**Data for review:**
>>

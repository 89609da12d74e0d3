//! Ordinary least squares.
//!
//! The L1 formulation needs a least-squares estimate only to size the box that
//! keeps the LP bounded, so the solve has to cope with tall, square, and
//! rank-deficient design matrices alike:
//!
//! - We solve via SVD, which yields the minimum-norm solution when `G` is rank
//!   deficient. (Nalgebra's `QR::solve` is intended for square systems and will
//!   panic for non-square matrices.)
//! - Truncation thresholds are relative to the largest singular value, so
//!   rescaling `G` by any positive factor rescales `m_ls` and nothing else.
//! - A matrix whose singular values all vanish carries no information about
//!   `m`; the fit is then undefined rather than "zero".

use nalgebra::{DMatrix, DVector, Dyn, SVD};

use crate::error::InversionError;

/// Singular values at or below `RANK_RTOL * σ_max` count as zero for the rank check.
const RANK_RTOL: f64 = 1e-12;

/// Relative truncation thresholds tried in order by the solve.
const SOLVE_RTOLS: [f64; 3] = [1e-10, 1e-8, 1e-6];

/// Least-squares fit of `G·m = d`, failing when the fit is undefined.
///
/// Inputs are expected to be finite; the SVD does not converge on NaN.
pub fn least_squares_fit(g: &DMatrix<f64>, d: &DVector<f64>) -> Result<DVector<f64>, InversionError> {
    if g.nrows() != d.len() {
        return Err(InversionError::DimensionMismatch(format!(
            "G has {} rows but d has {} entries",
            g.nrows(),
            d.len()
        )));
    }

    let svd = g.clone().svd(true, true);
    let sigma_max = svd.singular_values.max();
    if !(sigma_max.is_finite() && sigma_max > 0.0) || svd.rank(RANK_RTOL * sigma_max) == 0 {
        return Err(InversionError::SingularSystem(
            "G has numerical rank 0; the least-squares fit is undefined".to_string(),
        ));
    }

    solve_relative(&svd, d, sigma_max)
}

fn solve_relative(
    svd: &SVD<f64, Dyn, Dyn>,
    d: &DVector<f64>,
    sigma_max: f64,
) -> Result<DVector<f64>, InversionError> {
    for &rtol in &SOLVE_RTOLS {
        let eps = rtol * sigma_max;
        // A threshold that drops every singular value would return the zero
        // vector, which is a substitute, not a fit.
        if svd.singular_values.iter().all(|&s| s <= eps) {
            break;
        }
        if let Ok(m) = svd.solve(d, eps) {
            if m.iter().all(|v| v.is_finite()) {
                return Ok(m);
            }
        }
    }

    Err(InversionError::SingularSystem(
        "least-squares solve produced no finite solution".to_string(),
    ))
}

#[cfg(test)]
mod tests {
    use super::*;

    #[test]
    fn exact_line_is_recovered() {
        // d = 2 + 3t on t = [0, 1, 2]
        let g = DMatrix::from_row_slice(3, 2, &[1.0, 0.0, 1.0, 1.0, 1.0, 2.0]);
        let d = DVector::from_row_slice(&[2.0, 5.0, 8.0]);

        let m = least_squares_fit(&g, &d).unwrap();
        assert!((m[0] - 2.0).abs() < 1e-10);
        assert!((m[1] - 3.0).abs() < 1e-10);
    }

    #[test]
    fn least_squares_of_constant_model_is_the_mean() {
        let g = DMatrix::from_element(3, 1, 1.0);
        let d = DVector::from_row_slice(&[1.0, 1.0, 100.0]);
        let m = least_squares_fit(&g, &d).unwrap();
        assert!((m[0] - 34.0).abs() < 1e-10);
    }

    #[test]
    fn tiny_scale_design_is_not_truncated_to_zero() {
        // All singular values sit far below any absolute threshold.
        let g = DMatrix::from_element(3, 1, 1e-11);
        let d = DVector::from_row_slice(&[1e-11, 1e-11, 5e-11]);
        let m = least_squares_fit(&g, &d).unwrap();
        assert!((m[0] - 7.0 / 3.0).abs() < 1e-9, "m_ls = {}", m[0]);
    }

    #[test]
    fn fit_scales_inversely_with_design() {
        let g = DMatrix::from_row_slice(3, 2, &[1.0, 0.0, 1.0, 1.0, 1.0, 2.0]);
        let d = DVector::from_row_slice(&[1.0, 2.5, 4.5]);
        let base = least_squares_fit(&g, &d).unwrap();
        for scale in [1e-9, 1e6] {
            let scaled = least_squares_fit(&(&g * scale), &d).unwrap();
            assert!((scaled * scale - &base).amax() < 1e-8 * base.amax());
        }
    }

    #[test]
    fn rank_deficient_system_gets_minimum_norm_solution() {
        // Two identical columns: any m0 + m1 = 2 fits; minimum norm is (1, 1).
        let g = DMatrix::from_row_slice(2, 2, &[1.0, 1.0, 1.0, 1.0]);
        let d = DVector::from_row_slice(&[2.0, 2.0]);
        let m = least_squares_fit(&g, &d).unwrap();
        assert!((m[0] - 1.0).abs() < 1e-9);
        assert!((m[1] - 1.0).abs() < 1e-9);
    }

    #[test]
    fn all_zero_design_is_singular() {
        let g = DMatrix::<f64>::zeros(2, 1);
        let d = DVector::from_row_slice(&[1.0, 1.0]);
        let err = least_squares_fit(&g, &d).unwrap_err();
        assert!(matches!(err, InversionError::SingularSystem(_)));
    }

    #[test]
    fn mismatched_lengths_are_rejected() {
        let g = DMatrix::from_element(3, 1, 1.0);
        let d = DVector::from_row_slice(&[1.0, 2.0]);
        assert!(matches!(
            least_squares_fit(&g, &d),
            Err(InversionError::DimensionMismatch(_))
        ));
    }
}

<<

**Problem to work on:**
Beginning at the line above that contains "rank-deficient design matrices", return each line exactly through the line that contains "and nothing else.", and no others.

**Exercise solution:**
//! rank-deficient design matrices alike:
//!
//! - We solve via SVD, which yields the minimum-norm solution when `G` is rank
//!   deficient. (Nalgebra's `QR::solve` is intended for square systems and will
//!   panic for non-square matrices.)
//! - Truncation thresholds are relative to the largest singular value, so
//!   rescaling `G` by any positive factor rescales `m_ls` and nothing else.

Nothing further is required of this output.